━━━━━ Material supplied
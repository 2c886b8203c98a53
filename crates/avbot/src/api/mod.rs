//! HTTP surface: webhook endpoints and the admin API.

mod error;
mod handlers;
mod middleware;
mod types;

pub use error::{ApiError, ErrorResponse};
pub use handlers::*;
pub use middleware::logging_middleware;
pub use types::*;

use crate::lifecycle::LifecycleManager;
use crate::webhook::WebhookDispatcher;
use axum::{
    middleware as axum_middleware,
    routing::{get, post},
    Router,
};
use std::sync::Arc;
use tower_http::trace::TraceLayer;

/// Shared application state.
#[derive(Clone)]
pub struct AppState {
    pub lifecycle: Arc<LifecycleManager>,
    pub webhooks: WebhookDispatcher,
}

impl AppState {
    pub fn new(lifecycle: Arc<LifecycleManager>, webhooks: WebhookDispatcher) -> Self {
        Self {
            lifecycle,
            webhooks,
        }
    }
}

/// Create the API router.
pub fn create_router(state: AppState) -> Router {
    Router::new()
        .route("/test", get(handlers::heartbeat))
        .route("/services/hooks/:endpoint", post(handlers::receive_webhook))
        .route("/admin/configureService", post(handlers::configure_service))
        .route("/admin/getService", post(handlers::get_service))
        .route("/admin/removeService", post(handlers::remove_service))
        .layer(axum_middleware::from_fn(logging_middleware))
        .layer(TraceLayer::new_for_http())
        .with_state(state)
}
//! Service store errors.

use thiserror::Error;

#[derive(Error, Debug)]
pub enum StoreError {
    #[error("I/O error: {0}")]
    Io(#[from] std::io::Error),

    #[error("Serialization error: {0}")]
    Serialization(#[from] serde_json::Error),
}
━━━━━━━━━━
━━━━━ Material supplied
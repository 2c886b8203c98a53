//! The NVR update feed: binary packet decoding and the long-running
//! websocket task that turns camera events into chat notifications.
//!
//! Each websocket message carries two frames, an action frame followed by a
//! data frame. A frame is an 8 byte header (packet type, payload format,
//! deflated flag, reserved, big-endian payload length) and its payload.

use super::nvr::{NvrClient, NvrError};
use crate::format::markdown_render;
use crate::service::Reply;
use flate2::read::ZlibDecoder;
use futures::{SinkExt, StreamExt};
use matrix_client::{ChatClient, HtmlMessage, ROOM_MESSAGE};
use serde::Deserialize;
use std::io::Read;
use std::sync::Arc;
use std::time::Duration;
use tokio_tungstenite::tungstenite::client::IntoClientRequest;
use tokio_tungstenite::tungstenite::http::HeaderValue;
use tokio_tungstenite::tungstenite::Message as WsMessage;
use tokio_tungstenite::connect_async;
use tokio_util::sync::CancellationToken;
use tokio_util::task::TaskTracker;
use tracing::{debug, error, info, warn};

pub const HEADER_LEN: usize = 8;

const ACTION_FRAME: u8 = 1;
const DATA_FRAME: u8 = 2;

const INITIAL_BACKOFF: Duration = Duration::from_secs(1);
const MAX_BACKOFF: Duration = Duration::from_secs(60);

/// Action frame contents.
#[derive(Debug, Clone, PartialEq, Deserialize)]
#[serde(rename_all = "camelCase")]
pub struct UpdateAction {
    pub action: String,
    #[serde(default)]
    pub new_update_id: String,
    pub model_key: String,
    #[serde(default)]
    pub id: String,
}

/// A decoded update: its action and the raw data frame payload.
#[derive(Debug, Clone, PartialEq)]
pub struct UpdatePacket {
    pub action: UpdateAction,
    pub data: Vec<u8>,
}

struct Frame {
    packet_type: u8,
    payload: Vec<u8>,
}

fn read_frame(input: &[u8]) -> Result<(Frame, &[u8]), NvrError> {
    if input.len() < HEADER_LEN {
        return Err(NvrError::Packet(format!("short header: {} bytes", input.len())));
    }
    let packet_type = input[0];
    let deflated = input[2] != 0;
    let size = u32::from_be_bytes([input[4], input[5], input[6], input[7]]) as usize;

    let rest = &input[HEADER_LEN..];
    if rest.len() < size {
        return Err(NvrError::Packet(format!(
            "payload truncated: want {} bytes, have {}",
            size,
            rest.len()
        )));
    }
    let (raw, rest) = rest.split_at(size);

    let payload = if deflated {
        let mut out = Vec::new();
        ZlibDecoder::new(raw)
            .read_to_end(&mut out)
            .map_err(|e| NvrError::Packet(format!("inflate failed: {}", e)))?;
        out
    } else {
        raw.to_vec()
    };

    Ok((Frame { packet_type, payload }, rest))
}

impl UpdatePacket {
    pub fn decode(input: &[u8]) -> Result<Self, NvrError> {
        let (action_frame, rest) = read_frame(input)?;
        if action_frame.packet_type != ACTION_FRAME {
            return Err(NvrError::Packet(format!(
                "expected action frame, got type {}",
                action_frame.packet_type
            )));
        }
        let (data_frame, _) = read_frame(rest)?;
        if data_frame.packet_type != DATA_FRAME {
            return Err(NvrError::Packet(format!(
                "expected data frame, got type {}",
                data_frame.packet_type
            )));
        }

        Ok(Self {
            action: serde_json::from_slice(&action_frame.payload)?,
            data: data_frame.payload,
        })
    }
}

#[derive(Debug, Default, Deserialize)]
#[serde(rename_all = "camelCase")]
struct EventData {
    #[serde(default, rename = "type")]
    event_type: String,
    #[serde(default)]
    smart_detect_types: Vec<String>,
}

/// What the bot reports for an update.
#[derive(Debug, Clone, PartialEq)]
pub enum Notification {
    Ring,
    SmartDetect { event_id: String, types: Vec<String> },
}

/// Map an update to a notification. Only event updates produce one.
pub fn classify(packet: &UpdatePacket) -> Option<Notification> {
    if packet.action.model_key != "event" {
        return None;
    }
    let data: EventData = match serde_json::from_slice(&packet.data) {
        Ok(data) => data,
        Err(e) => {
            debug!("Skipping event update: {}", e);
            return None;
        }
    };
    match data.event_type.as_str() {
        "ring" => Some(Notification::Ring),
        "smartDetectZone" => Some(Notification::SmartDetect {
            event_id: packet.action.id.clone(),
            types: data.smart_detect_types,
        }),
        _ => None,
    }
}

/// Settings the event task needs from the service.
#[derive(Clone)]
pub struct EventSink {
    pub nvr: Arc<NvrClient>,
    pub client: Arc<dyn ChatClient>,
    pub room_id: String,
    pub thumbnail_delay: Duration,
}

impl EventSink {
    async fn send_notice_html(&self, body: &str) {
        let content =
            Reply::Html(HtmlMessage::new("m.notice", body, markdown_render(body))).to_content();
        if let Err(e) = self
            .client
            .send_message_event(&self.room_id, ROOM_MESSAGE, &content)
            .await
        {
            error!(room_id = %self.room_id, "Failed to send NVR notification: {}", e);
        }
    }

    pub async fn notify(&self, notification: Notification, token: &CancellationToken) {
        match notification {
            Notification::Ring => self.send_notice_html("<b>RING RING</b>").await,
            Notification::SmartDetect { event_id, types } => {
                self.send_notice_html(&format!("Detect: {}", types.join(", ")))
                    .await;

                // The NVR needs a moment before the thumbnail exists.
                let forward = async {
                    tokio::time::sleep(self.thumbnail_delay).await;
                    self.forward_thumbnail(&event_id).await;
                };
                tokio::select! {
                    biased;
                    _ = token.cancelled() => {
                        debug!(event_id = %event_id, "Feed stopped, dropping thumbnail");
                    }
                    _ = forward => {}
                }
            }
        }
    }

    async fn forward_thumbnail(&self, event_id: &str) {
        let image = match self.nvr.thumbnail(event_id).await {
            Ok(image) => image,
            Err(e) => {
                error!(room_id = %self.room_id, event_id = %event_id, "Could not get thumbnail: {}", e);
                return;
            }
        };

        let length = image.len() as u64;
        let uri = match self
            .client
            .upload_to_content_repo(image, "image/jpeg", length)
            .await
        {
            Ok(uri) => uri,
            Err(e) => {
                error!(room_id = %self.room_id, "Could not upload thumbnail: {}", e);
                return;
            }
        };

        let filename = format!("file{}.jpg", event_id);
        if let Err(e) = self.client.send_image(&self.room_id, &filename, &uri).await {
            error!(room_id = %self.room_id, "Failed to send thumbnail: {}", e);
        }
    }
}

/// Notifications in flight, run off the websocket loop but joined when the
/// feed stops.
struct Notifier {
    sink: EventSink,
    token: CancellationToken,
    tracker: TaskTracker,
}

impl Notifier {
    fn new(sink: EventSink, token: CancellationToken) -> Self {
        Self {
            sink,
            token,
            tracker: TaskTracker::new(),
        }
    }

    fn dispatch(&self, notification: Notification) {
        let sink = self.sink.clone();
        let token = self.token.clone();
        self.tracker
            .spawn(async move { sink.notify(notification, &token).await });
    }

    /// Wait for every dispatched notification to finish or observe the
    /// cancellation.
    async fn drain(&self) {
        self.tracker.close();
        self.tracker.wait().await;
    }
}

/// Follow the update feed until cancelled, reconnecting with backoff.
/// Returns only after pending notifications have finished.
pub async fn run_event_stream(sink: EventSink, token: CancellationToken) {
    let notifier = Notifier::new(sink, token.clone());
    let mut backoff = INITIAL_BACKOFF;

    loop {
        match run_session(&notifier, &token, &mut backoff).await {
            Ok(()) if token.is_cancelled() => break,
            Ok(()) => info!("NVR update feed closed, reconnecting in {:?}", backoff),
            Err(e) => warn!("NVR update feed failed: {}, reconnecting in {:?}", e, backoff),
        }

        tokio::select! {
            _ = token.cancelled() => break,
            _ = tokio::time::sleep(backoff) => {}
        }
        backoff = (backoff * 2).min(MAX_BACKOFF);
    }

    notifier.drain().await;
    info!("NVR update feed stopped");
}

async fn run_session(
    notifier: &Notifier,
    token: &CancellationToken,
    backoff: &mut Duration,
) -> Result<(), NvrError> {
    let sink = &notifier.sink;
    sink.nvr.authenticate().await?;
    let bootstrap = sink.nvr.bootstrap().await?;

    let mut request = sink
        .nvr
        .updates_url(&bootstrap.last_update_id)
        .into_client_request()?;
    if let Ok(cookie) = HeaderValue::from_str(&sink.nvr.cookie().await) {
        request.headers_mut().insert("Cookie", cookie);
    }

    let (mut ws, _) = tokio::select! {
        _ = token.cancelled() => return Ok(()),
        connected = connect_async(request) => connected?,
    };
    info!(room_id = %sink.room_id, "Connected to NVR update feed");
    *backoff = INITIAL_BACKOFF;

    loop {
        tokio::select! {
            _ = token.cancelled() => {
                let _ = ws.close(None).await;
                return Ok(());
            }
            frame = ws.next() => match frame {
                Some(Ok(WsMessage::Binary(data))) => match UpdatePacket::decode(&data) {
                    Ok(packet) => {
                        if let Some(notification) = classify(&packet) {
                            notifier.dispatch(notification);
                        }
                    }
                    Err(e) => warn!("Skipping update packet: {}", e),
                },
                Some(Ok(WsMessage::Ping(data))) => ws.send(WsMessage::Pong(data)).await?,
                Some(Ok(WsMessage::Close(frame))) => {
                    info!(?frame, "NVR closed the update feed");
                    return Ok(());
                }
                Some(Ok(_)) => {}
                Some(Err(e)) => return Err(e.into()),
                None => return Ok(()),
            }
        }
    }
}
━━━━━━━━━━
*What to produce*: Which lines above contain the word "have"? Show each of them.

*Exercise answer*:
            "payload truncated: want {} bytes, have {}",
/// Returns only after pending notifications have finished.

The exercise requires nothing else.